:: Activity ::
The lines to reproduce from the material below are those from the one containing "values = trial;" through the one containing "for (row, equation)", both included; write them out exactly and add nothing.

:: Data for processing ::

____________________

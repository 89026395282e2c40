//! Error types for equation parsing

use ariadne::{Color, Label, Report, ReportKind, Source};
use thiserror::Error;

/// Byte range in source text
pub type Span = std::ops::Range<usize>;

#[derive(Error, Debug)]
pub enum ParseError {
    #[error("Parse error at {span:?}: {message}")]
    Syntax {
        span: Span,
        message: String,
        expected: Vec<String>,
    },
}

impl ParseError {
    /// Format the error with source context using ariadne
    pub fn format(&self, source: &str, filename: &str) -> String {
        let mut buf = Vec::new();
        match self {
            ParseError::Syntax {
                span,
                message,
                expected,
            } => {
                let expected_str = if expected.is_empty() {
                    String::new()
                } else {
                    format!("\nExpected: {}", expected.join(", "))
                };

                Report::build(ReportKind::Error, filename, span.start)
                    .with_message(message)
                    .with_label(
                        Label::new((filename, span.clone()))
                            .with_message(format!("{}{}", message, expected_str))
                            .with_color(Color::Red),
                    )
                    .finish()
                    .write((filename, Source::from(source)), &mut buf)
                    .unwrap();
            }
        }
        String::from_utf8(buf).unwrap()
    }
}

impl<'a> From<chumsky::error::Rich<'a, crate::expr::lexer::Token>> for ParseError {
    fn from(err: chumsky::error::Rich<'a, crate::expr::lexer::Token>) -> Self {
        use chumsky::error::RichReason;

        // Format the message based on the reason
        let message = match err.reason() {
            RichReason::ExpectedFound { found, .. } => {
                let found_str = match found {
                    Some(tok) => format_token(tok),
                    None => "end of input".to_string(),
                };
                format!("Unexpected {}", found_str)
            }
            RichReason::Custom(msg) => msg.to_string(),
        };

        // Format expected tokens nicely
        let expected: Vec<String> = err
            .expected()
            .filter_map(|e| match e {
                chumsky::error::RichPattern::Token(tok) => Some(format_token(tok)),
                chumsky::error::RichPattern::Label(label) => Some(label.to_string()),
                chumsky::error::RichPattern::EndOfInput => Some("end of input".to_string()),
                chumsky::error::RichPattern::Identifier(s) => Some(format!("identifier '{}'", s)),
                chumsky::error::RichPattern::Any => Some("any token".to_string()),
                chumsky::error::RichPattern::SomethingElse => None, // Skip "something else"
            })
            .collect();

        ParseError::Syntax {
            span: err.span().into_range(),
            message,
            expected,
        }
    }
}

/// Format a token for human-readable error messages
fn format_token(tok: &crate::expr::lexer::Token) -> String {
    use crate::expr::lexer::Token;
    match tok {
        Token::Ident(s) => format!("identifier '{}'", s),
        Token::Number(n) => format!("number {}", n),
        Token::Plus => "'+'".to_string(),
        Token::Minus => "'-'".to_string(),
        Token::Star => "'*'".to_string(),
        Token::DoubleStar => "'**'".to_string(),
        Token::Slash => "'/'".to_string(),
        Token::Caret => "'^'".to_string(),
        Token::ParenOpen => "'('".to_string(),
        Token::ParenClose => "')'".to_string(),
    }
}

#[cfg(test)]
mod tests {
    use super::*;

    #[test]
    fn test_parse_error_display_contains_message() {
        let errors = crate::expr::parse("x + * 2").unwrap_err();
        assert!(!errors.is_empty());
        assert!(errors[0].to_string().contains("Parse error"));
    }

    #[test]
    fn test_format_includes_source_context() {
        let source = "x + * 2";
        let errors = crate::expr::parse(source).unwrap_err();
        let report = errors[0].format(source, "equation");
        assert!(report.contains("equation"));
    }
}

____________________

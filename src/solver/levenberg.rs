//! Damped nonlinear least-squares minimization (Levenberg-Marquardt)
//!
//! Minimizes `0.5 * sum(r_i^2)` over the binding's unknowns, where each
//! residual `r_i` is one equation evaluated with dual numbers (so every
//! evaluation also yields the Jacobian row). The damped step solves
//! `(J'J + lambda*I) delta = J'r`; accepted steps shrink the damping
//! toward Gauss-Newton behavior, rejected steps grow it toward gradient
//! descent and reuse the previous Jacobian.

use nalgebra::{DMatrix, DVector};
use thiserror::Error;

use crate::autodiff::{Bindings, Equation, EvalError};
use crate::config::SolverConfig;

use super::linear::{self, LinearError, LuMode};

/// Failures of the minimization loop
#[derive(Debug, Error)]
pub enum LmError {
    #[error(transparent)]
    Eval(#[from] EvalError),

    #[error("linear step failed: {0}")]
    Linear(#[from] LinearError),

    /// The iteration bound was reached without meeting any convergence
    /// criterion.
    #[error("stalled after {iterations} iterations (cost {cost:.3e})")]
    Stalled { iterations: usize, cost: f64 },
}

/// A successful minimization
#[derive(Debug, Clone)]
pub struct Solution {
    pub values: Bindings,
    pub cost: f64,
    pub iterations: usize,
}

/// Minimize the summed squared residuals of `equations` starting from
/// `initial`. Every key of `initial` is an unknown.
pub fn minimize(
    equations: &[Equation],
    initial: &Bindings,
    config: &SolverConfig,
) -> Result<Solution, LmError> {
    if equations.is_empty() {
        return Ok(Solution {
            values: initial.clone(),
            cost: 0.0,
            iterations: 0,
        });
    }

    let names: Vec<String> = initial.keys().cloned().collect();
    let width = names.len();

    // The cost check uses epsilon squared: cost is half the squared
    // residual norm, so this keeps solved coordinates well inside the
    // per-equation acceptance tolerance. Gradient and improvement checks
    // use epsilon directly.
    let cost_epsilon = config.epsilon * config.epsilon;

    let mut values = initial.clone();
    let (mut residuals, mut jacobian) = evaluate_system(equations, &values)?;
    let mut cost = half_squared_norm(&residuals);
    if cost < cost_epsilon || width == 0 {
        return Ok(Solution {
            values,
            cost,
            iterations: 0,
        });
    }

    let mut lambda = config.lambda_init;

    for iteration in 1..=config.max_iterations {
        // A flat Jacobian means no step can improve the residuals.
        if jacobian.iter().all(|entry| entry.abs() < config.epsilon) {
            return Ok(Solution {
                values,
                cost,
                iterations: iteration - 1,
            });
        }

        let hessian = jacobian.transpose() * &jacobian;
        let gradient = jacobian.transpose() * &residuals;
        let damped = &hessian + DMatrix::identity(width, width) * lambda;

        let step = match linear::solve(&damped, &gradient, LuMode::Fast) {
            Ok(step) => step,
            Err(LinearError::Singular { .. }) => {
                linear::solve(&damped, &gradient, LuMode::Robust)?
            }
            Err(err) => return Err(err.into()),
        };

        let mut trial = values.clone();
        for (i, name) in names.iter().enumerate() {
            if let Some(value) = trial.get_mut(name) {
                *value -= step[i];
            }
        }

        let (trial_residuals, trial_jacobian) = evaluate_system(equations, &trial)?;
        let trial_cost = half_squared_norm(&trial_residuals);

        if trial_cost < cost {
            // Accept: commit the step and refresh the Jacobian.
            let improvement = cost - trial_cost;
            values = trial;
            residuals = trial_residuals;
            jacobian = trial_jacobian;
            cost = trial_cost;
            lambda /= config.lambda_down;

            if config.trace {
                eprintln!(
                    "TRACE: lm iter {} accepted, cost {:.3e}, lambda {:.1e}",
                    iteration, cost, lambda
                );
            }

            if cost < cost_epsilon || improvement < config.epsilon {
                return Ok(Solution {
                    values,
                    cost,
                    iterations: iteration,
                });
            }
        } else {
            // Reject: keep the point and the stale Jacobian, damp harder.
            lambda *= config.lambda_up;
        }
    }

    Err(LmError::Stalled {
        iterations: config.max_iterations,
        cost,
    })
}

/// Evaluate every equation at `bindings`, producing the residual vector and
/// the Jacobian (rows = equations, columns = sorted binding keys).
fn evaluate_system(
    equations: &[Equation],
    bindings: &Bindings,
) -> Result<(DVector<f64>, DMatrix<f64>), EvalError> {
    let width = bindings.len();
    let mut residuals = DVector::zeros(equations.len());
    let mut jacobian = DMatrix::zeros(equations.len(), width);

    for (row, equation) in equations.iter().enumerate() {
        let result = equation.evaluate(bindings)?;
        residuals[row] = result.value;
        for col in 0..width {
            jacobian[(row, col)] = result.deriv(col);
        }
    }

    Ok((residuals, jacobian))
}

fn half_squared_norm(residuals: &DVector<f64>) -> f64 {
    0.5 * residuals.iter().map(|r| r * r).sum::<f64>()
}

____________________

:: Result below ::
            values = trial;
            residuals = trial_residuals;
            jacobian = trial_jacobian;
            cost = trial_cost;
            lambda /= config.lambda_down;

            if config.trace {
                eprintln!(
                    "TRACE: lm iter {} accepted, cost {:.3e}, lambda {:.1e}",
                    iteration, cost, lambda
                );
            }

            if cost < cost_epsilon || improvement < config.epsilon {
                return Ok(Solution {
                    values,
                    cost,
                    iterations: iteration,
                });
            }
        } else {
            // Reject: keep the point and the stale Jacobian, damp harder.
            lambda *= config.lambda_up;
        }
    }

    Err(LmError::Stalled {
        iterations: config.max_iterations,
        cost,
    })
}

/// Evaluate every equation at `bindings`, producing the residual vector and
/// the Jacobian (rows = equations, columns = sorted binding keys).
fn evaluate_system(
    equations: &[Equation],
    bindings: &Bindings,
) -> Result<(DVector<f64>, DMatrix<f64>), EvalError> {
    let width = bindings.len();
    let mut residuals = DVector::zeros(equations.len());
    let mut jacobian = DMatrix::zeros(equations.len(), width);

    for (row, equation) in equations.iter().enumerate() {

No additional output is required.